To do this practically on a computer, I can simply use the ansatz $f=\sum_i c_i\psi_i(x)$ for some basis functions $\psi_i\colon \mathbb{R}^n\to\mathbb{R}$, which determines a partition via the level sets $S_x=\{f=x\}$.

However, this ansatz is very underdetermined, so it is very difficult to perform the search for the optimum using this ansatz. For example, for $n=1$ there is only one possible partition of $\mathbb{R}$ into $0$-dimensional connected manifolds, namely $\mathbb{R}=\{\{x\}: x\in \mathbb{R}\}$, yet there are infinitely many (all monotonic) functions whose level sets yield this partition. (I don't really need the restriction to connected manifolds in the partition to be connected, this is just for illustratory purposes, but I do know that the optimal partition in my problem will consist of connected manifolds) As a way out, I could enforce the gradient of $f$ to have norm $1$. In one dimension, this would mean that the only allowed function would be $x\mapsto x$, which is exactly what I want.
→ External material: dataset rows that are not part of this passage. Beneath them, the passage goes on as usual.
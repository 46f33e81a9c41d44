//! Same-origin site crawler
//!
//! Crawls up to `max_pages` pages starting from a seed URL. New links are
//! harvested from the first successful page only; everything stays on the
//! start URL's hostname. No fallback content is ever fabricated: when zero
//! pages succeed the whole scrape fails.

use std::collections::{HashSet, VecDeque};
use std::sync::atomic::{AtomicBool, Ordering};

use chrono::Utc;
use thiserror::Error;
use tracing::debug;
use url::Url;

use crate::fetch::FetchEngine;
use crate::types::{FetchMode, ScrapeResult, ScrapeStrategy};

use super::extractor::{extract_links, PageExtractor};

/// Errors that can occur during a crawl
#[derive(Debug, Error)]
pub enum ScrapeError {
    #[error("All scraping strategies failed")]
    AllStrategiesFailed,
    #[error("crawl cancelled")]
    Cancelled,
}

/// Canonical form of a URL for visited/frontier bookkeeping: fragment
/// removed, trailing slash trimmed.
pub fn canonicalize_url(url: &Url) -> String {
    let mut url = url.clone();
    url.set_fragment(None);
    url.as_str().trim_end_matches('/').to_string()
}

/// Crawler for one site
pub struct SiteCrawler<'a> {
    engine: &'a FetchEngine,
    extractor: PageExtractor,
}

impl<'a> SiteCrawler<'a> {
    pub fn new(engine: &'a FetchEngine) -> Self {
        Self {
            engine,
            extractor: PageExtractor::new(),
        }
    }

    /// Crawl the site and return the extracted pages in visit order.
    ///
    /// The cancel flag is checked between pages; a cancelled crawl returns
    /// [`ScrapeError::Cancelled`] and discards partial results.
    pub async fn crawl(
        &self,
        start_url: &Url,
        mode: FetchMode,
        max_pages: usize,
        follow_links: bool,
        cancel: &AtomicBool,
    ) -> Result<ScrapeResult, ScrapeError> {
        let max_pages = max_pages.max(1);
        let start_host = start_url.host_str().unwrap_or_default().to_string();

        let mut visited: HashSet<String> = HashSet::new();
        let mut frontier_keys: HashSet<String> = HashSet::new();
        let mut frontier: VecDeque<Url> = VecDeque::new();

        let start_key = canonicalize_url(start_url);
        frontier_keys.insert(start_key);
        frontier.push_back(start_url.clone());

        let mut pages = Vec::new();
        let mut strategy: Option<ScrapeStrategy> = None;

        while visited.len() < max_pages {
            if cancel.load(Ordering::Relaxed) {
                return Err(ScrapeError::Cancelled);
            }

            let Some(url) = frontier.pop_front() else {
                break;
            };
            let key = canonicalize_url(&url);
            if visited.contains(&key) {
                continue;
            }
            visited.insert(key);

            let (fetched, used_strategy) = match self.engine.fetch(&url, mode).await {
                Ok(result) => result,
                Err(e) => {
                    debug!("skipping {}: {}", url, e);
                    continue;
                }
            };

            let content = self.extractor.extract(&fetched.html, &fetched.final_url);
            if content.word_count == 0 {
                debug!("skipping {}: no extractable content", url);
                continue;
            }

            if pages.is_empty() {
                strategy = Some(used_strategy);
                if follow_links {
                    // Hrefs resolve against the URL as popped from the
                    // frontier, not the post-redirect URL.
                    let discovered = extract_links(&fetched.html, &url);
                    let mut added = 0usize;
                    for link in discovered {
                        if added >= max_pages.saturating_sub(1) {
                            break;
                        }
                        if link.host_str().unwrap_or_default() != start_host {
                            continue;
                        }
                        let link_key = canonicalize_url(&link);
                        if visited.contains(&link_key) || !frontier_keys.insert(link_key) {
                            continue;
                        }
                        frontier.push_back(link);
                        added += 1;
                    }
                    debug!("queued {} same-origin links from first page", added);
                }
            }

            pages.push(content);
        }

        let Some(strategy) = strategy else {
            return Err(ScrapeError::AllStrategiesFailed);
        };

        let total_words = pages.iter().map(|p| p.word_count).sum();
        Ok(ScrapeResult {
            pages,
            total_words,
            strategy,
            fetched_at: Utc::now(),
        })
    }
}
//! Pipeline error taxonomy
//!
//! Stage failures carry a stable stage label so the job record can report
//! where processing stopped. AI-related failures never appear here; they are
//! converted to job warnings at the call site.

use thiserror::Error;

/// Errors that terminate a research job or reject a request.
#[derive(Debug, Error)]
pub enum PipelineError {
    #[error("invalid input: {0}")]
    InvalidInput(String),

    #[error("rate limit exceeded, retry after {retry_after_secs}s")]
    RateLimited { retry_after_secs: u64 },

    #[error("not found")]
    NotFound,

    #[error("{0}")]
    Unreachable(String),

    #[error("no seed keywords could be generated")]
    NoSeeds,

    #[error("metrics provider returned no keywords")]
    NoMetrics,

    #[error("clustering produced no clusters")]
    ClusterEmpty,

    #[error("internal error: {0}")]
    Internal(String),
}

impl PipelineError {
    /// The stage label recorded on the failed job.
    pub fn stage(&self) -> &'static str {
        match self {
            PipelineError::InvalidInput(_) => "validating",
            PipelineError::RateLimited { .. } => "validating",
            PipelineError::NotFound => "validating",
            PipelineError::Unreachable(_) => "scanning",
            PipelineError::NoSeeds => "extracting",
            PipelineError::NoMetrics => "enriching",
            PipelineError::ClusterEmpty => "clustering",
            PipelineError::Internal(_) => "processing",
        }
    }

    /// The stable message presented to API consumers. Internal detail is
    /// kept out of the user-facing string.
    pub fn public_message(&self) -> String {
        match self {
            PipelineError::Internal(_) => "internal error".to_string(),
            other => other.to_string(),
        }
    }
}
The problem with this is that I do not know how to parametrize functions with unit length gradient in higher dimensions, hence my question:

Is there a large family of functions $F\subset\{f\colon \mathbb{R}^n\to\mathbb{R}, |\nabla f|=1\}$ that can easily be parametrized on a computer? It is okay for $F$ to be a strict subset. Therefore, a start would be $F=\{a\cdot x, |a|=1\}$, but that's a bit too restrictive for my purpose.